Don't miss this sublime evening of musical theatre! Sean Palmer dances like a dream!!! - SteveC
10 Aug 11
This is as good as the original 1993 production, which won many Olivier Awards, including Best New Musical. I think it will be up there for Best Musical Revival this year. Go see! - Kevin Darnell
09 Aug 11
Almost twenty years ago, American writer Ken Ludwig (best known for Lend Me A Tenor) and British director Mike Ockrent had the bizarre idea of staging a ‘new’ Gershwin musical. Using Girl Crazy as their starting point they created a new book and added Gershwin songs from elsewhere. Not exactly a ‘jukebox’ musical, but close. They may well have inadvertently given us the best musical the Gershwin’s (n)ever wrote.
Bobby is a banker (there, I’ve said it!) who yearns to be a Broadway boy. To divert him from his attempts to join the Zangler Follies, his haridan of a mother sends him to the Wild West to foreclose on a theatre that has defaulted on its mortgage. Of course, he falls in love with both the theatre and the owner’s daughter and sends for the Follies girls (on their vacation) to stage a show with the local rednecks to rescue the theatre. Cue lots of east coast meets wild west culture clash and knowing jokes about how gambling will never catch on in Nevada.
Peter McKintosh has created a terrific set which starts with the neon lights of Broadway but soon moves to the dusty streets and saloon bars of the old west; a few real horses tied up outside the saloon and you’d think you were there. Timothy Sheader’s staging and Stephen Mear’s choreography sparkle with ingenuity and wit and there’s a fine ensemble of hapless cowboys and pretty chorus girls. It’s packed full of Gershwin tunes, from solo gems like Someone to Watch Over Me, Embraceable You and They Can’t Take that Away From Me to big chorus numbers like the show-stopping I Got Rhythm, which closes the first act leaving you desperate for the second to start. The book is very funny and the drunken scene where the real Zangler and his imposter meet is a comic masterpiece.
Sean Palmer is terrific as Bobby and Clare Foster is delightful in her transition from tomboy to lovestruck girlfriend. David Burt and Harriet Thorpe give us great cameos as Zangler and Bobby’s mum. The band is as big and as brash as it should be when necessary, but plays tunes delicately when needs be.
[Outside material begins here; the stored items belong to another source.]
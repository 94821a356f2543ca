//! # Two-dimensional points
//!
//! A convenience pairing of two variables for layout-style constraint
//! systems, where most quantities come as `(x, y)` coordinates.
use std::fmt;

use crate::data::variable::Variable;

/// A pair of variables treated as a 2D coordinate.
#[derive(Clone, Debug, Eq, PartialEq)]
pub struct Point {
    pub x: Variable,
    pub y: Variable,
}

impl Point {
    /// A point from two existing variables.
    pub fn new(x: Variable, y: Variable) -> Self {
        Point { x, y }
    }

    /// A point with fresh anonymous variables at the given coordinates.
    pub fn at(x: f64, y: f64) -> Self {
        Point {
            x: Variable::with_value(x),
            y: Variable::with_value(y),
        }
    }

    pub fn x_value(&self) -> f64 {
        self.x.value()
    }

    pub fn y_value(&self) -> f64 {
        self.y.value()
    }

    /// Overwrite both coordinates.
    pub fn set_xy(&self, x: f64, y: f64) {
        self.x.set_value(x);
        self.y.set_value(y);
    }
}

impl fmt::Display for Point {
    fn fmt(&self, f: &mut fmt::Formatter) -> fmt::Result {
        write!(f, "({}, {})", self.x_value(), self.y_value())
    }
}
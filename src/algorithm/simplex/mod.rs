//! # The incremental simplex engine
//!
//! The solver keeps the constraint system in *basic feasible solved form*: a
//! set of rows, each defining one basic symbol as a constant plus a linear
//! combination of parametric symbols, together with an objective row that
//! weighs the error symbols of all non-required constraints. Between public
//! calls two invariants hold: every row's constant is non-negative
//! (feasibility), and the objective has no negative coefficient on any
//! pivotable symbol (optimality).
//!
//! Adding a constraint converts it into such a row, chooses a subject to
//! become basic, substitutes the row through the tableau, and re-optimizes
//! with the primal simplex. Removing a constraint pivots its marker symbol
//! to the basis and drops the defining row. Suggesting values for edit
//! variables shifts row constants directly, which may make rows infeasible;
//! the dual simplex then restores feasibility while optimality is kept.
use std::collections::HashMap;
use std::fmt;

use itertools::Itertools;

use crate::data::constraint::{Constraint, Relation};
use crate::data::expression::Expression;
use crate::data::linear::LinearExpression;
use crate::data::precision::{approx_eq, near_zero};
use crate::data::strength::Strength;
use crate::data::symbol::{Symbol, SymbolKind};
use crate::data::variable::Variable;
use crate::error::Error;


/// A tableau row: a linear expression over internal symbols.
pub(crate) type Row = Expression<Symbol>;

/// The symbols created for an installed constraint. They are the handles by
/// which the constraint is found again for removal or modification.
#[derive(Clone, Copy, Debug)]
struct ConstraintInfo {
    /// The slack (inequality), dummy (required equality) or positive error
    /// (non-required equality) symbol of the constraint.
    marker: Symbol,
    /// The negative error symbol, for non-required constraints.
    other: Option<Symbol>,
    /// The right-hand side the constraint was last solved with; the anchor
    /// for `set_constant` deltas.
    prev_constant: f64,
}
This season, the OAT has gone from desert island crash site to Hogarthian London to Broadway / the Wild West and all three show have been hits. The new policy of a more varied repertoire is paying off and the space is proving it can just about stage anything. Now all they have to do is replace the caterers! Miss this at your peril.
- Gareth james
This open air theatre is only open May to early-September and there is no cover in case of rain. 1187 seats (plus 60 on the grass). Current auditorium since 1975. Member of the Society of London Theatre. Renovated after the 1999 season to include improved facilities.